Moving object segmentation (MOS) using a 3D light detection and ranging (LiDAR) sensor is crucial for scene understanding and identification of moving objects. Despite the availability of various types of 3D LiDAR sensors in the market, MOS research still predominantly focuses on 3D point clouds from mechanically spinning omnidirectional LiDAR sensors. Thus, we are, for example, lacking a dataset with MOS labels for point clouds from solid-state LiDAR sensors which have irregular scanning patterns. In this paper, we present a labeled dataset, called \textit{HeLiMOS}, that enables to test MOS approaches on four heterogeneous LiDAR sensors, including two solid-state LiDAR sensors. Furthermore, we introduce a novel automatic labeling method to substantially reduce the labeling effort required from human annotators. To this end, our framework exploits an instance-aware static map building approach and tracking-based false label filtering. Finally, we provide experimental results regarding the performance of commonly used state-of-the-art MOS approaches on HeLiMOS that suggest a new direction for a sensor-agnostic MOS, which generally works regardless of the type of LiDAR sensors used to capture 3D point clouds. Our dataset is available at https://sites.google.com/view/helimos.
Paper Structure (13 sections, 2 equations, 10 figures, 5 tables)

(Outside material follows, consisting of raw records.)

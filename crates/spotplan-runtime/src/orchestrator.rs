//! Orchestrator: coordinates the record store and the plan generator.

use std::sync::Arc;

use serde_json::Value;
use tracing::{debug, info, warn};

use spotplan_core::{Error, Result, Spot, SpotDraft};
use spotplan_planner::PlanGenerator;
use spotplan_store::SqliteStore;

use crate::types::*;

/// Stateless coordinator for spot requests. The store is the only shared state.
pub struct Orchestrator {
    store: Arc<SqliteStore>,
    planner: Arc<dyn PlanGenerator>,
}

impl Orchestrator {
    pub fn new(store: Arc<SqliteStore>, planner: Arc<dyn PlanGenerator>) -> Self {
        Self { store, planner }
    }

    pub fn store(&self) -> &SqliteStore {
        &self.store
    }

    /// Create a spot, then try to attach a plan.
    ///
    /// The store write finishes before the first await point, so dropping
    /// this future can only abandon the plan request, never the write.
    pub async fn create(&self, payload: Value) -> Result<SpotCreated> {
        debug!(stage = ?CreateStage::Received, "create spot");
        let draft = SpotDraft::from_json(&payload)?;
        debug!(stage = ?CreateStage::Validated, name = %draft.name);

        let spot = self.store.create(&draft)?;
        debug!(stage = ?CreateStage::Persisted, spot_id = %spot.id);

        // The generator sees exactly what the client submitted.
        debug!(stage = ?CreateStage::PlanRequested, spot_id = %spot.id);
        let (itinerary, plan_status) = match self.planner.generate(&payload).await {
            Ok(plan) => {
                debug!(stage = ?CreateStage::PlanAttached, spot_id = %spot.id);
                (plan.into_text(), PlanStatus::Attached)
            }
            Err(reason) => {
                warn!(
                    stage = ?CreateStage::PlanSkipped,
                    spot_id = %spot.id,
                    "No plan for new spot: {}",
                    reason
                );
                (String::new(), PlanStatus::Skipped(reason))
            }
        };

        info!(
            stage = ?CreateStage::Responded,
            spot_id = %spot.id,
            "Created spot {} in {}",
            spot.fields.name,
            spot.fields.city
        );
        Ok(SpotCreated {
            spot,
            itinerary,
            plan_status,
        })
    }

    /// Replace a spot's fields. No plan is requested on update.
    pub fn update(&self, id: &str, payload: &Value) -> Result<Spot> {
        let draft = SpotDraft::from_json(payload)?;
        let spot = self.store.update(id, &draft)?;
        info!("Updated spot {}", id);
        Ok(spot)
    }

    pub fn delete(&self, id: &str) -> Result<()> {
        self.store.delete(id)?;
        info!("Deleted spot {}", id);
        Ok(())
    }

    pub fn list(&self) -> Result<Vec<Spot>> {
        self.store.list()
    }

    pub fn get(&self, id: &str) -> Result<Spot> {
        self.store
            .get(id)?
            .ok_or_else(|| Error::spot_not_found(id))
    }

    /// Store every valid element of a JSON array; report the rest.
    ///
    /// Elements are validated independently. Valid ones are inserted in a
    /// single transaction, so a storage failure stores none of them.
    pub fn bulk_create(&self, payload: &Value) -> Result<BulkReport> {
        let Value::Array(items) = payload else {
            return Err(Error::Validation("bulk payload must be a JSON array".into()));
        };

        let mut drafts = Vec::with_capacity(items.len());
        let mut rejected = Vec::new();
        for (index, item) in items.iter().enumerate() {
            match SpotDraft::from_json(item) {
                Ok(draft) => drafts.push(draft),
                Err(e) => rejected.push(BulkRejection {
                    index,
                    error: e.to_string(),
                }),
            }
        }

        let inserted = self.store.bulk_create(&drafts)?;
        if rejected.is_empty() {
            info!("Bulk insert: {} spots", inserted);
        } else {
            warn!(
                "Bulk insert: {} spots stored, {} rejected",
                inserted,
                rejected.len()
            );
        }
        Ok(BulkReport { inserted, rejected })
    }
}

#[cfg(test)]
mod tests {
    use super::*;
    use std::sync::Mutex;
    use std::time::Duration;

    use async_trait::async_trait;
    use serde_json::json;
    use spotplan_planner::{Plan, PlanUnavailable};
    use tempfile::TempDir;

    /// Always returns the same plan and records every request.
    struct FixedPlan {
        text: String,
        calls: Mutex<Vec<Value>>,
    }

    impl FixedPlan {
        fn new(text: &str) -> Arc<Self> {
            Arc::new(Self {
                text: text.to_string(),
                calls: Mutex::new(Vec::new()),
            })
        }

        fn calls(&self) -> Vec<Value> {
            self.calls.lock().unwrap().clone()
        }
    }

    #[async_trait]
    impl PlanGenerator for FixedPlan {
        async fn generate(&self, attributes: &Value) -> std::result::Result<Plan, PlanUnavailable> {
            self.calls.lock().unwrap().push(attributes.clone());
            Ok(Plan::new(self.text.clone()))
        }
    }

    struct Unavailable(PlanUnavailable);

    #[async_trait]
    impl PlanGenerator for Unavailable {
        async fn generate(&self, _: &Value) -> std::result::Result<Plan, PlanUnavailable> {
            Err(self.0.clone())
        }
    }

    /// Never answers.
    struct Hanging;

    #[async_trait]
    impl PlanGenerator for Hanging {
        async fn generate(&self, _: &Value) -> std::result::Result<Plan, PlanUnavailable> {
            std::future::pending().await
        }
    }

    /// Reads the store while "generating", which would deadlock if the
    /// orchestrator still held the store lock.
    struct CountingStore(Arc<SqliteStore>);

    #[async_trait]
    impl PlanGenerator for CountingStore {
        async fn generate(&self, _: &Value) -> std::result::Result<Plan, PlanUnavailable> {
            let count = self.0.count().map_err(|e| PlanUnavailable::Network(e.to_string()))?;
            Ok(Plan::new(format!("{} spots known", count)))
        }
    }

    fn test_store() -> (Arc<SqliteStore>, TempDir) {
        let dir = tempfile::tempdir().unwrap();
        let store = Arc::new(SqliteStore::open(dir.path()).unwrap());
        (store, dir)
    }

    fn red_fort() -> Value {
        json!({
            "name": "Red Fort",
            "city": "Delhi",
            "type": "Heritage",
            "recommendedTimeHours": 2,
            "email": "a@b.com"
        })
    }

    #[tokio::test]
    async fn test_create_attaches_plan_verbatim() {
        let (store, _dir) = test_store();
        let planner = FixedPlan::new("Day 1:\n  Red Fort at 09:00 ");
        let orch = Orchestrator::new(store.clone(), planner.clone());

        let created = orch.create(red_fort()).await.unwrap();
        assert_eq!(created.itinerary, "Day 1:\n  Red Fort at 09:00 ");
        assert_eq!(created.plan_status, PlanStatus::Attached);
        assert!(!created.spot.id.is_empty());
        assert_eq!(created.spot.fields.name, "Red Fort");

        let stored = store.get(&created.spot.id).unwrap().unwrap();
        assert_eq!(stored, created.spot);
    }

    #[tokio::test]
    async fn test_generator_receives_original_payload() {
        let (store, _dir) = test_store();
        let planner = FixedPlan::new("plan");
        let orch = Orchestrator::new(store, planner.clone());

        let mut payload = red_fort();
        payload["startTime"] = json!("");
        payload["clientHint"] = json!("weekend");
        orch.create(payload.clone()).await.unwrap();

        assert_eq!(planner.calls(), vec![payload]);
    }

    #[tokio::test]
    async fn test_create_survives_unavailable_plan() {
        for reason in [
            PlanUnavailable::Timeout,
            PlanUnavailable::NotConfigured,
            PlanUnavailable::Status(502),
            PlanUnavailable::Network("connection refused".into()),
            PlanUnavailable::MalformedBody("missing `plan` field".into()),
        ] {
            let (store, _dir) = test_store();
            let orch = Orchestrator::new(store.clone(), Arc::new(Unavailable(reason.clone())));

            let created = orch.create(red_fort()).await.unwrap();
            assert_eq!(created.itinerary, "");
            assert_eq!(created.plan_status, PlanStatus::Skipped(reason));
            assert!(store.get(&created.spot.id).unwrap().is_some());
        }
    }

    #[tokio::test]
    async fn test_invalid_create_persists_nothing() {
        let (store, _dir) = test_store();
        let planner = FixedPlan::new("plan");
        let orch = Orchestrator::new(store.clone(), planner.clone());

        let mut payload = red_fort();
        payload["type"] = json!("Museum");
        let result = orch.create(payload).await;

        assert!(matches!(result, Err(Error::Validation(_))));
        assert_eq!(store.count().unwrap(), 0);
        assert!(planner.calls().is_empty());
    }

    #[tokio::test]
    async fn test_storage_failure_skips_plan() {
        let (store, dir) = test_store();
        let planner = FixedPlan::new("plan");
        let orch = Orchestrator::new(store, planner.clone());

        let conn = rusqlite::Connection::open(dir.path().join("spots.db")).unwrap();
        conn.execute_batch("DROP TABLE spots;").unwrap();

        let result = orch.create(red_fort()).await;
        assert!(matches!(result, Err(Error::Storage(_))));
        assert!(planner.calls().is_empty());
    }

    #[tokio::test]
    async fn test_cancelled_create_keeps_spot() {
        let (store, _dir) = test_store();
        let orch = Orchestrator::new(store.clone(), Arc::new(Hanging));

        let outcome = tokio::time::timeout(Duration::from_millis(100), orch.create(red_fort())).await;
        assert!(outcome.is_err());
        assert_eq!(store.count().unwrap(), 1);
    }

    #[tokio::test]
    async fn test_store_unlocked_during_plan_request() {
        let (store, _dir) = test_store();
        let orch = Orchestrator::new(store.clone(), Arc::new(CountingStore(store.clone())));

        let created = orch.create(red_fort()).await.unwrap();
        assert_eq!(created.itinerary, "1 spots known");
    }

    #[tokio::test]
    async fn test_concurrent_creates_get_unique_ids() {
        let (store, _dir) = test_store();
        let orch = Orchestrator::new(store.clone(), FixedPlan::new("plan"));

        let results = futures::future::join_all((0..10).map(|i| {
            let mut payload = red_fort();
            payload["name"] = json!(format!("Spot {}", i));
            orch.create(payload)
        }))
        .await;

        let mut ids: Vec<String> = results.into_iter().map(|r| r.unwrap().spot.id).collect();
        ids.sort();
        ids.dedup();
        assert_eq!(ids.len(), 10);
        assert_eq!(store.count().unwrap(), 10);
    }

    #[tokio::test]
    async fn test_update_replaces_without_plan() {
        let (store, _dir) = test_store();
        let planner = FixedPlan::new("plan");
        let orch = Orchestrator::new(store, planner.clone());

        let mut original = red_fort();
        original["description"] = json!("Mughal fort");
        original["tags"] = json!(["unesco"]);
        original["location"] = json!({"lat": 28.6562, "lng": 77.241});
        let created = orch.create(original).await.unwrap();

        let replacement = json!({
            "name": "Lal Qila",
            "city": "New Delhi",
            "type": "cultural",
            "recommendedTimeHours": 1.5,
            "email": "b@c.org"
        });
        let updated = orch.update(&created.spot.id, &replacement).unwrap();
        assert_eq!(updated.id, created.spot.id);
        assert_eq!(updated.fields, SpotDraft::from_json(&replacement).unwrap());
        assert!(updated.fields.description.is_none());
        assert!(updated.fields.tags.is_empty());
        assert!(updated.fields.location.is_none());

        assert_eq!(orch.get(&created.spot.id).unwrap().fields, updated.fields);
        assert_eq!(planner.calls().len(), 1);
    }

    #[tokio::test]
    async fn test_update_errors() {
        let (store, _dir) = test_store();
        let orch = Orchestrator::new(store, FixedPlan::new("plan"));

        assert!(matches!(
            orch.update("missing", &red_fort()),
            Err(Error::NotFound(_))
        ));

        let created = orch.create(red_fort()).await.unwrap();
        let result = orch.update(&created.spot.id, &json!({"name": "Only a name"}));
        assert!(matches!(result, Err(Error::Validation(_))));
        assert_eq!(orch.get(&created.spot.id).unwrap(), created.spot);
    }

    #[tokio::test]
    async fn test_delete() {
        let (store, _dir) = test_store();
        let orch = Orchestrator::new(store.clone(), FixedPlan::new("plan"));
        let created = orch.create(red_fort()).await.unwrap();

        assert!(matches!(orch.delete("missing"), Err(Error::NotFound(_))));
        assert_eq!(store.count().unwrap(), 1);

        orch.delete(&created.spot.id).unwrap();
        assert!(matches!(orch.get(&created.spot.id), Err(Error::NotFound(_))));
        assert!(orch.list().unwrap().is_empty());
    }

    #[test]
    fn test_bulk_create_rejects_only_bad_elements() {
        let (store, _dir) = test_store();
        let planner = FixedPlan::new("plan");
        let orch = Orchestrator::new(store.clone(), planner.clone());

        let batch = json!([
            red_fort(),
            {"name": "Nameless City", "type": "Heritage", "recommendedTimeHours": 1, "email": "a@b.com"},
            {"name": "Gateway of India", "city": "Mumbai", "type": "heritage", "recommendedTime": 1, "email": "m@b.com"},
            "not a spot"
        ]);

        let report = orch.bulk_create(&batch).unwrap();
        assert_eq!(report.inserted, 2);
        let indexes: Vec<usize> = report.rejected.iter().map(|r| r.index).collect();
        assert_eq!(indexes, vec![1, 3]);
        assert!(report.rejected[0].error.contains("city"));
        assert_eq!(store.count().unwrap(), 2);
        assert!(planner.calls().is_empty());

        // Same batch, same split.
        let again = orch.bulk_create(&batch).unwrap();
        assert_eq!(again.inserted, 2);
        assert_eq!(again.rejected, report.rejected);
    }

    #[test]
    fn test_bulk_create_requires_array() {
        let (store, _dir) = test_store();
        let orch = Orchestrator::new(store.clone(), FixedPlan::new("plan"));

        assert!(matches!(
            orch.bulk_create(&red_fort()),
            Err(Error::Validation(_))
        ));
        assert_eq!(store.count().unwrap(), 0);

        let report = orch.bulk_create(&json!([])).unwrap();
        assert_eq!(report.inserted, 0);
        assert!(report.rejected.is_empty());
    }
}
//! Authentication module for managing the console session.
//!
//! This module provides:
//! - `SessionGuard`: login attempt tracking with a local lockout and the
//!   bearer-token lifecycle it gates
//! - `AuthStore`: pluggable persistence for the token and failure counter,
//!   with a file-backed default
//! - `CredentialStore`: secure OS-level credential storage via keyring
//!
//! Lockout trips after 5 consecutive failed logins and is enforced locally;
//! a server-asserted lockout (HTTP 423) is synchronized into the counter.

pub mod credentials;
pub mod guard;
pub mod store;

pub use credentials::CredentialStore;
pub use guard::{LoginResult, SessionGuard, MAX_LOGIN_ATTEMPTS};
pub use store::{AuthStore, FileAuthStore, StoreError};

This paper contains 13 sections, 2 equations, 10 figures, 5 tables.

Figures (10)

  • Figure 1: Qualitative examples of our dataset, called HeLiMOS. Our dataset provides point-wise moving object segmentation (MOS) annotations for point clouds acquired by heterogeneous 3D LiDAR sensors from the HeLiPR dataset jung2023helipr. Red points indicate the annotated points from moving objects (best viewed in color).
  • Figure 2: Examples of moving objects in our dataset, which are shown as red points. From top to bottom, these examples show the zoomed point clouds captured by Aeva Aeries II, Livox Avia, Ouster OS2-128, and Velodyne VLP-16. Note that even though the same objects are shown, they have different patterns owing to the difference in scanning techniques and field of views of the sensors. MOS labels of (a) a bicyclist and pedestrian, (b) crowded pedestrians, (c) a car, and (d) a truck (best viewed in color).
  • Figure 3: Overview of our merging-and-splitting-based labeling framework. (a) Synchronization of the point clouds from the four LiDAR sensors at a software level. (b)-(d) Procedure of our proposed automatic labeling framework. (b) First, trajectories are segmented into multiple clusters. (c) For each trajectory cluster $\mathcal{C}$, we apply an instance-aware static map building, ERASOR2 lim2023erasor2, that produces initial scan-wise annotated labels. (d) Tracking-based false label filtering is applied to reduce false positive and false negative MOS labels. (e) Next, these labels are manually corrected under human supervision. (f)-(g) Finally, the refined labels of synced scans are backpropagated to individual point clouds, which is denoted by $\pi^{-1}(\cdot)$. Red points indicate the annotated dynamic points (best viewed in color).
  • Figure 4: (a)-(c) Procedure of our topology-based trajectory clustering. Black trajectory indicates unclustered frames and each color represents a different cluster (best viewed in color). (a) First, intersections are prioritized because these scenes are highly likely to have multiple revisits. (b) Next, the frames from revisited places that are not intersections and consecutive frames without revisits but with sufficiently large intervals are clustered respectively, as indicated by the black dashed circles. (c) Each unclustered frame is merged into the adjacent cluster with the closest frame interval. (d) Frames included in Cluster A, which is indicated in (c), visualized along the time step axis. As a result of the clustering, several sets of consecutive frames are clustered together.
  • Figure 5: (a)-(c) The annotation results in our proposed labeling framework. Red points denote the annotated dynamic points, while gray points represent points estimated to be static (best viewed in color). (a) The initial result obtained by using ERASOR2. (b) Refined annotation through our tracking-based filtering. Orange dashed circles indicate that false positive points are successfully rejected. (c) Final annotation after human supervision. Purple dashed circles highlight the refined areas by a human labeler.